When you fall asleep at night, you usually experience 4-6 sleep cycles, each lasting an average of 60-90 minutes. In each cycle, the sleep stage (light sleep, deep sleep, rapid eye movement sleep) and the awake stage alternate. Sleeping for ≥ 3 hours can have the sleep stages recorded, while sleeping for 15 minutes to 3 hours is recorded as a nap and does not have sleep stages measured. Learn more about the different stages of sleep here.
The total time listed is your total sleep time plus total awake time. The lower the proportion of awake time in total time, the higher the sleep efficiency was.
Nap refers to sleep recorded lasting 15 minutes to 3 hours.
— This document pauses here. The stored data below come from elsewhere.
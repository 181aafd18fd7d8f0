// ─────────────────────────────────────────────────────────────────────
// Granule AMR Core — Patch
// © 1998–2026 Miroslav Šotek. All rights reserved.
// Contact: www.anulum.li | protoscience@anulum.li
// ORCID: https://orcid.org/0009-0009-3560-0851
// License: GNU AGPL v3 | Commercial licensing available
// ─────────────────────────────────────────────────────────────────────
//! A single cubical grid block and its double-buffered field storage.

use granule_types::constants::{PATCH_SIZE, SON_NONE};
use granule_types::error::{GranuleError, GranuleResult};
use ndarray::Array4;

/// Field storage of one patch: `(component, k, j, i)` over an
/// 8×8×8 cell block.
#[derive(Debug, Clone, PartialEq)]
pub struct FieldBlock {
    data: Array4<f64>,
}

impl FieldBlock {
    /// Zero-filled block with `ncomp` field components.
    pub fn zeros(ncomp: usize) -> GranuleResult<Self> {
        if ncomp == 0 {
            return Err(GranuleError::ConfigError(
                "Field block requires at least one component".to_string(),
            ));
        }
        Ok(Self {
            data: Array4::zeros((ncomp, PATCH_SIZE, PATCH_SIZE, PATCH_SIZE)),
        })
    }

    pub fn n_components(&self) -> usize {
        self.data.shape()[0]
    }

    #[inline]
    pub fn value(&self, comp: usize, k: usize, j: usize, i: usize) -> f64 {
        self.data[[comp, k, j, i]]
    }

    #[inline]
    pub fn value_mut(&mut self, comp: usize, k: usize, j: usize, i: usize) -> &mut f64 {
        &mut self.data[[comp, k, j, i]]
    }

    /// Fill one component with a uniform value.
    pub fn fill_component(&mut self, comp: usize, value: f64) {
        self.data
            .index_axis_mut(ndarray::Axis(0), comp)
            .fill(value);
    }
}

/// One patch of the hierarchy.
///
/// `corner` is the left-lower corner in finest-cell scale units;
/// `edge_lo`/`edge_hi` are the corresponding physical coordinates.
/// `son` follows the first-of-eight convention: [`SON_NONE`] for a
/// leaf, otherwise the index of the first of the eight children on the
/// next level. Field data is double-buffered over two slots.
#[derive(Debug, Clone)]
pub struct Patch {
    pub corner: [i64; 3],
    pub edge_lo: [f64; 3],
    pub edge_hi: [f64; 3],
    pub father: i64,
    pub son: i64,
    pub flag: bool,
    /// Mid-transition marker of the hybrid scheme: this patch switches
    /// to the wave representation on the next refinement.
    pub switch_to_wave: bool,
    data: [Option<FieldBlock>; 2],
}

impl Patch {
    pub fn new(corner: [i64; 3], edge_lo: [f64; 3], edge_hi: [f64; 3], father: i64) -> Self {
        Self {
            corner,
            edge_lo,
            edge_hi,
            father,
            son: SON_NONE,
            flag: false,
            switch_to_wave: false,
            data: [None, None],
        }
    }

    pub fn is_leaf(&self) -> bool {
        self.son == SON_NONE
    }

    /// Allocate zero-filled field storage in both buffer slots.
    pub fn allocate_field(&mut self, ncomp: usize) -> GranuleResult<()> {
        self.data = [Some(FieldBlock::zeros(ncomp)?), Some(FieldBlock::zeros(ncomp)?)];
        Ok(())
    }

    pub fn has_field(&self) -> bool {
        self.data[0].is_some()
    }

    /// Field data in buffer slot `sg`.
    pub fn field(&self, sg: usize) -> GranuleResult<&FieldBlock> {
        self.data
            .get(sg)
            .and_then(|slot| slot.as_ref())
            .ok_or_else(|| {
                GranuleError::ConfigError(format!(
                    "Patch has no field data in buffer slot {sg}"
                ))
            })
    }

    pub fn field_mut(&mut self, sg: usize) -> GranuleResult<&mut FieldBlock> {
        self.data
            .get_mut(sg)
            .and_then(|slot| slot.as_mut())
            .ok_or_else(|| {
                GranuleError::ConfigError(format!(
                    "Patch has no field data in buffer slot {sg}"
                ))
            })
    }
}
Naps will not show the sleep stage breakdown due to their short duration. The recommended daily nap duration is less than 30 minutes. Napping too long or later than 3:00pm may affect nighttime sleep and overall physical and mental recovery.
FAQs
Each sleep stage is weighted equally for the overall score calculation, unless one stage scores outside the optimal ("normal") range. The poor scoring stage is then weighted more heavily, and brings the overall sleep quality score down further.
This ensures you won't receive a "great" overall quality score if one sleep stage category scores very poorly, even if all the others score normally. Great overall sleep requires good balance for all stages.
If your watch tracked sleep duration that is 3 hours or less, this is considered a Nap, and will not receive an overall sleep quality score or sleep stages.
Naps contribute to that day's total sleep time, which impacts your Sleep Quality score (if you also have a longer (3+ hours) sleep period recorded for that same day).